Social gatherings like this one had an important function in the GDR, where the pressing and frequently disturbing issues of the day were not discussed in the newspapers, in television or radio broadcasts, in movies, or in other public news forums. Such get-togethers provided a welcome escape from the humdrum of everyday life in the GDR, which prominent writer Volker Braun famously labelled “the most boring country in the world” (“das langweiligste Land der Welt”) in his play Die Kipper (The Dumpers), 1965. There is much truth to that, I think, for it was not easy to find things to do in East Germany that were fun or entertaining. Indeed, some social thinkers have speculated that sheer boredom, along with the stifling confinement of all GDR citizens within the borders of that country, may have contributed to the notoriously high level of infidelity among East German couples.
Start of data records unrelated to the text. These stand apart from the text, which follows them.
use datafusion::arrow::datatypes::SchemaRef;
use datafusion::arrow::record_batch::RecordBatch;

use crate::errors::{Pg2ParquetError, Result};

/// Fully materialized query result: one schema, ordered batches.
#[derive(Debug, Clone)]
pub struct Dataset {
    schema: SchemaRef,
    batches: Vec<RecordBatch>,
}

impl Dataset {
    /// Every batch must carry exactly `schema`.
    pub fn try_new(schema: SchemaRef, batches: Vec<RecordBatch>) -> Result<Self> {
        if let Some(pos) = batches.iter().position(|b| b.schema() != schema) {
            return Err(Pg2ParquetError::Query(format!(
                "batch {pos} does not match dataset schema"
            )));
        }
        Ok(Self { schema, batches })
    }

    pub fn empty(schema: SchemaRef) -> Self {
        Self {
            schema,
            batches: Vec::new(),
        }
    }

    pub fn schema(&self) -> SchemaRef {
        self.schema.clone()
    }

    pub fn batches(&self) -> &[RecordBatch] {
        &self.batches
    }

    pub fn num_rows(&self) -> usize {
        self.batches.iter().map(|b| b.num_rows()).sum()
    }

    pub fn num_columns(&self) -> usize {
        self.schema.fields().len()
    }

    pub fn column_names(&self) -> Vec<String> {
        self.schema
            .fields()
            .iter()
            .map(|f| f.name().clone())
            .collect()
    }
}
impl ColumnBuilder {
    fn new(name: String, kind: PgKind) -> Result<Self> {
        let builder = match kind {
            PgKind::Bool => Builder::Bool(BooleanBuilder::new()),
            PgKind::Int2 => Builder::Int16(Int16Builder::new()),
            PgKind::Int4 => Builder::Int32(Int32Builder::new()),
            PgKind::Int8 => Builder::Int64(Int64Builder::new()),
            PgKind::Float4 => Builder::Float32(Float32Builder::new()),
            PgKind::Float8 => Builder::Float64(Float64Builder::new()),
            PgKind::Text
            | PgKind::Citext
            | PgKind::Uuid
            | PgKind::Json
            | PgKind::Enum
            | PgKind::Numeric(None) => Builder::Utf8(StringBuilder::new()),
            PgKind::Numeric(Some((p, s))) => {
                Builder::Decimal(Decimal128Builder::new().with_precision_and_scale(p, s)?, p, s)
            }
            PgKind::Date => Builder::Date32(Date32Builder::new()),
            PgKind::Time => Builder::Time64(Time64MicrosecondBuilder::new()),
            PgKind::Timestamp => Builder::Timestamp(TimestampMicrosecondBuilder::new()),
            PgKind::TimestampTz => {
                Builder::Timestamp(TimestampMicrosecondBuilder::new().with_timezone("UTC"))
            }
            PgKind::Bytea => Builder::Binary(BinaryBuilder::new()),
        };
        Ok(Self {
            name,
            kind,
            builder,
        })
    }

    fn append(&mut self, cell: Cell) -> Result<()> {
        match (&mut self.builder, cell) {
            (b, Cell::Null) => b.append_null(),
            (Builder::Bool(b), Cell::Bool(v)) => b.append_value(v),
            (Builder::Int16(b), Cell::Int16(v)) => b.append_value(v),
            (Builder::Int32(b), Cell::Int32(v)) => b.append_value(v),
            (Builder::Int64(b), Cell::Int64(v)) => b.append_value(v),
            (Builder::Float32(b), Cell::Float32(v)) => b.append_value(v),
            (Builder::Float64(b), Cell::Float64(v)) => b.append_value(v),
            (Builder::Utf8(b), Cell::Text(v)) => b.append_value(v),
            (Builder::Utf8(b), Cell::Uuid(v)) => b.append_value(v.to_string()),
            (Builder::Utf8(b), Cell::Json(v)) => b.append_value(v.to_string()),
            (Builder::Utf8(b), Cell::Numeric(v)) => b.append_value(v.to_string()),
            (Builder::Decimal(b, p, s), Cell::Numeric(v)) => {
                let m = decimal_mantissa(v, *p, *s).ok_or_else(|| {
                    Pg2ParquetError::Query(format!(
                        "value {v} in column '{}' does not fit NUMERIC({p},{s})",
                        self.name
                    ))
                })?;
                b.append_value(m);
            }
            (Builder::Date32(b), Cell::Date(v)) => b.append_value(date_to_days(v)),
            (Builder::Time64(b), Cell::Time(v)) => b.append_value(time_to_micros(v)),
            (Builder::Timestamp(b), Cell::Timestamp(v)) => {
                b.append_value(v.and_utc().timestamp_micros())
            }
            (Builder::Timestamp(b), Cell::TimestampTz(v)) => b.append_value(v.timestamp_micros()),
            (Builder::Binary(b), Cell::Bytes(v)) => b.append_value(v),
            (_, other) => {
                return Err(Pg2ParquetError::Query(format!(
                    "column '{}' of kind {:?} cannot hold {other:?}",
                    self.name, self.kind
                )))
            }
        }
        Ok(())
    }

    fn finish(&mut self) -> ArrayRef {
        match &mut self.builder {
            Builder::Bool(b) => Arc::new(b.finish()),
            Builder::Int16(b) => Arc::new(b.finish()),
            Builder::Int32(b) => Arc::new(b.finish()),
            Builder::Int64(b) => Arc::new(b.finish()),
            Builder::Float32(b) => Arc::new(b.finish()),
            Builder::Float64(b) => Arc::new(b.finish()),
            Builder::Utf8(b) => Arc::new(b.finish()),
            Builder::Decimal(b, ..) => Arc::new(b.finish()),
            Builder::Date32(b) => Arc::new(b.finish()),
            Builder::Time64(b) => Arc::new(b.finish()),
            Builder::Timestamp(b) => Arc::new(b.finish()),
            Builder::Binary(b) => Arc::new(b.finish()),
        }
    }
}

//=============== Batch Builder ===============================================//

/// Accumulates rows into typed columns, cutting a `RecordBatch` every
/// `batch_rows` rows.
pub struct BatchBuilder {
    schema: SchemaRef,
    columns: Vec<ColumnBuilder>,
    pending: usize,
    batch_rows: usize,
    batches: Vec<RecordBatch>,
}

impl BatchBuilder {
    pub fn new(columns: Vec<(String, PgKind)>) -> Result<Self> {
        let fields: Vec<Field> = columns
            .iter()
            .map(|(name, kind)| Field::new(name, kind.data_type(), true))
            .collect();
        let schema = Arc::new(Schema::new(fields));
        let columns = columns
            .into_iter()
            .map(|(name, kind)| ColumnBuilder::new(name, kind))
            .collect::<Result<Vec<_>>>()?;

        Ok(Self {
            schema,
            columns,
            pending: 0,
            batch_rows: DEFAULT_BATCH_ROWS,
            batches: Vec::new(),
        })
    }

    /// Map prepared-statement columns; unsupported types fail up front.
    pub fn for_columns(columns: &[PgColumn]) -> Result<Self> {
        let mapped = columns
            .iter()
            .map(|c| {
                let kind = PgKind::from_type_info(c.type_info()).ok_or_else(|| {
                    Pg2ParquetError::Query(format!(
                        "unsupported column type {} for column '{}'; cast it in the query",
                        c.type_info().name(),
                        c.name()
                    ))
                })?;
                Ok((c.name().to_string(), kind))
            })
            .collect::<Result<Vec<_>>>()?;
        Self::new(mapped)
    }

    pub fn with_batch_rows(mut self, rows: usize) -> Self {
        self.batch_rows = rows.max(1);
        self
    }

    pub fn schema(&self) -> SchemaRef {
        self.schema.clone()
    }

    pub fn push(&mut self, row: &PgRow) -> Result<()> {
        let cells = self
            .columns
            .iter()
            .enumerate()
            .map(|(idx, col)| {
                col.kind.decode(row, idx).map_err(|e| {
                    Pg2ParquetError::Query(format!("decode column '{}': {e}", col.name))
                })
            })
            .collect::<Result<Vec<_>>>()?;
        self.push_cells(cells)
    }

    /// Append one row of already decoded values, in column order.
    pub fn push_cells(&mut self, cells: Vec<Cell>) -> Result<()> {
        if cells.len() != self.columns.len() {
            return Err(Pg2ParquetError::Query(format!(
                "row has {} values, expected {}",
                cells.len(),
                self.columns.len()
            )));
        }
        for (col, cell) in self.columns.iter_mut().zip(cells) {
            col.append(cell)?;
        }
        self.pending += 1;
        if self.pending >= self.batch_rows {
            self.flush()?;
        }
        Ok(())
    }

    fn flush(&mut self) -> Result<()> {
        if self.pending == 0 {
            return Ok(());
        }
        let arrays: Vec<ArrayRef> = self.columns.iter_mut().map(|c| c.finish()).collect();
        let batch = RecordBatch::try_new(self.schema.clone(), arrays)?;
        self.batches.push(batch);
        self.pending = 0;
        Ok(())
    }

    pub fn finish(mut self) -> Result<Dataset> {
        self.flush()?;
        Dataset::try_new(self.schema, self.batches)
    }
}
Be that as it may, the social gatherings of friends in private residences provided a sheltered environment where one could express repressed feelings, exchange ideas and views openly, release pent-up frustration and anger, and in so doing engage in a kind of group therapy that was not available elsewhere in the GDR. Conversations would focus on topics of immediate and ongoing concern to many of those present; there was no room or need for small talk so common at social gatherings and parties in West Germany.

Although the title of this piece is “Standing in Line,” it is really about the nature, function, and importance of interpersonal communication in repressive dictatorships like the GDR and the Soviet Union. While East and West Germans spoke the same language, the exact same words in that language often came to connote something very different in the two Germanys. An East German writer who had embraced communism wholeheartedly used the example of a “social obligation” (gesellschaftliche Verpflichtung) to explain this to me. “In the GDR,” he explained with an air of moral superiority, “we have socially-engaged citizens who have an obligation to contribute to society in positive ways. By contrast, a social obligation in the US or West Germany can mean that friends have invited you to a dinner or cocktail party and you now are obliged to reciprocate.” There are many things I could have said in response, but I had learned that in this sort of situation it is best to bite one’s tongue. My first rule of engagement when dealing with GDR authors was to listen and observe, rather than argue or aggravate them. This non-aggression strategy, which I utilized on numerous occasions, served me well.